Disruption of Ha_BtR alters binding of Bacillus thuringiensis delta-endotoxin Cry1Ac to midgut BBMVs of Helicoverpa armigera.

Disruption of the Ha_BtR (a cadherin gene) is genetically linked to resistance to Cry1Ac delta-endotoxin of Bacillus thuringiensis in the GYBT strain of Helicoverpa armigera. Brush border membrane vesicles (BBMVs) prepared from midguts of both the Cry1Ac-resistant GYBT strain (homozygous for a deletion knockout of Ha_BtR) and the susceptible GY strain (homozygous for the wild type of Ha_BtR) possessed saturable and specific binding ability to (125)I-Cry1Ac. The binding constant (K(d)) of the GY strain was significantly lower than that of the resistant GYBT strain, whereas their binding site concentrations (B(max)) were similar.
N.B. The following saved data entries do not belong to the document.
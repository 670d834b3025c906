//! `shell` node: runs the `script` field (falling back to `commands[]`
//! joined with `&&`) under `sh -c` in the node's working directory,
//! inheriting the process environment.

use super::{ExecutionOutcome, NodeExecCtx, NodeExecutor};
use crate::error::{Result, WorkflowError};
use crate::template::resolve_node_fields;
use async_trait::async_trait;
use serde_json::Value;
use std::collections::HashMap;
use std::process::Stdio;
use tokio::io::AsyncReadExt;
use tokio::process::Command;

pub struct ShellExecutor;

#[async_trait]
impl NodeExecutor for ShellExecutor {
    async fn execute(&self, exec: NodeExecCtx<'_>) -> Result<ExecutionOutcome> {
        let fields = resolve_node_fields(&exec.node.data, exec.context, &exec.bindings);
        let script = fields
            .script
            .or_else(|| fields.commands.map(|cs| cs.join(" && ")))
            .ok_or_else(|| WorkflowError::ProcessFailed { node_id: exec.node.id.clone(), exit_code: -1 })?;

        let mut child = Command::new("sh")
            .arg("-c")
            .arg(&script)
            .current_dir(exec.cwd)
            .stdout(Stdio::piped())
            .stderr(Stdio::piped())
            .spawn()
            .map_err(|e| WorkflowError::Io { message: format!("failed to spawn shell: {e}") })?;

        let mut stdout_pipe = child.stdout.take();
        let mut stderr_pipe = child.stderr.take();

        let status = tokio::select! {
            status = child.wait() => status.map_err(WorkflowError::from)?,
            _ = exec.cancellation.cancelled() => {
                let _ = child.kill().await;
                return Err(WorkflowError::Cancelled);
            }
        };

        let mut stdout = String::new();
        if let Some(pipe) = stdout_pipe.as_mut() {
            let _ = pipe.read_to_string(&mut stdout).await;
        }
        let mut stderr = String::new();
        if let Some(pipe) = stderr_pipe.as_mut() {
            let _ = pipe.read_to_string(&mut stderr).await;
        }
        let stdout = stdout.trim_end().to_string();
        let stderr = stderr.trim_end().to_string();

        if !stdout.is_empty() {
            exec.events.emit(crate::events::ExecutionEvent::node_output(&exec.node.id, stdout.clone())).await;
        }

        let exit_code = status.code().unwrap_or(-1);
        let mut raw: HashMap<String, Value> = HashMap::new();
        raw.insert("stdout".to_string(), Value::String(stdout.clone()));
        raw.insert("stderr".to_string(), Value::String(stderr.clone()));
        raw.insert("exitCode".to_string(), Value::from(exit_code));

        let outcome = ExecutionOutcome::completed(raw).with_stdio(Some(stdout), Some(stderr), Some(exit_code));
        if exit_code != 0 {
            return Ok(ExecutionOutcome {
                error: Some(format!("process exited with status {exit_code}")),
                ..ExecutionOutcome { status: crate::context::NodeStatus::Failed, ..outcome }
            });
        }
        Ok(outcome)
    }
}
When midgut BBMVs were reacted directly with streptavidin conjugated to horseradish peroxidase, the GY strain had very clear 120- and 85-kDa protein bands, which indicated that the 120- and 85-kDa bands are endogenous biotin-containing proteins. However, the GYBT strain almost completely lost these two biotin-containing proteins. Ligand blotting with biotinylated Cry1Ac toxin showed midgut BBMVs of the GY strain contain five protein bands of 210-, 190-, 150-, 120-, and 85-kDa, respectively, while BBMVs of the GYBT strain contain only two protein bands of 150- and 120-kDa. 120-kDa bands may consist of two proteins with coincidentally the same molecular weight (putatively, an APN and a biotin-containing protein). Our results showed that the binding pattern of Cry1Ac to midgut BBMVs of H. armigera was altered quantitatively and qualitatively by knockout of Ha_BtR. There are multiple Cry1Ac-binding proteins in the midgut of susceptible H. armigera, but only the Ha_BtR can be considered as a putative functional receptor of Cry1Ac. Possible involvement of other receptor proteins in the intoxication process in vivo could not be excluded.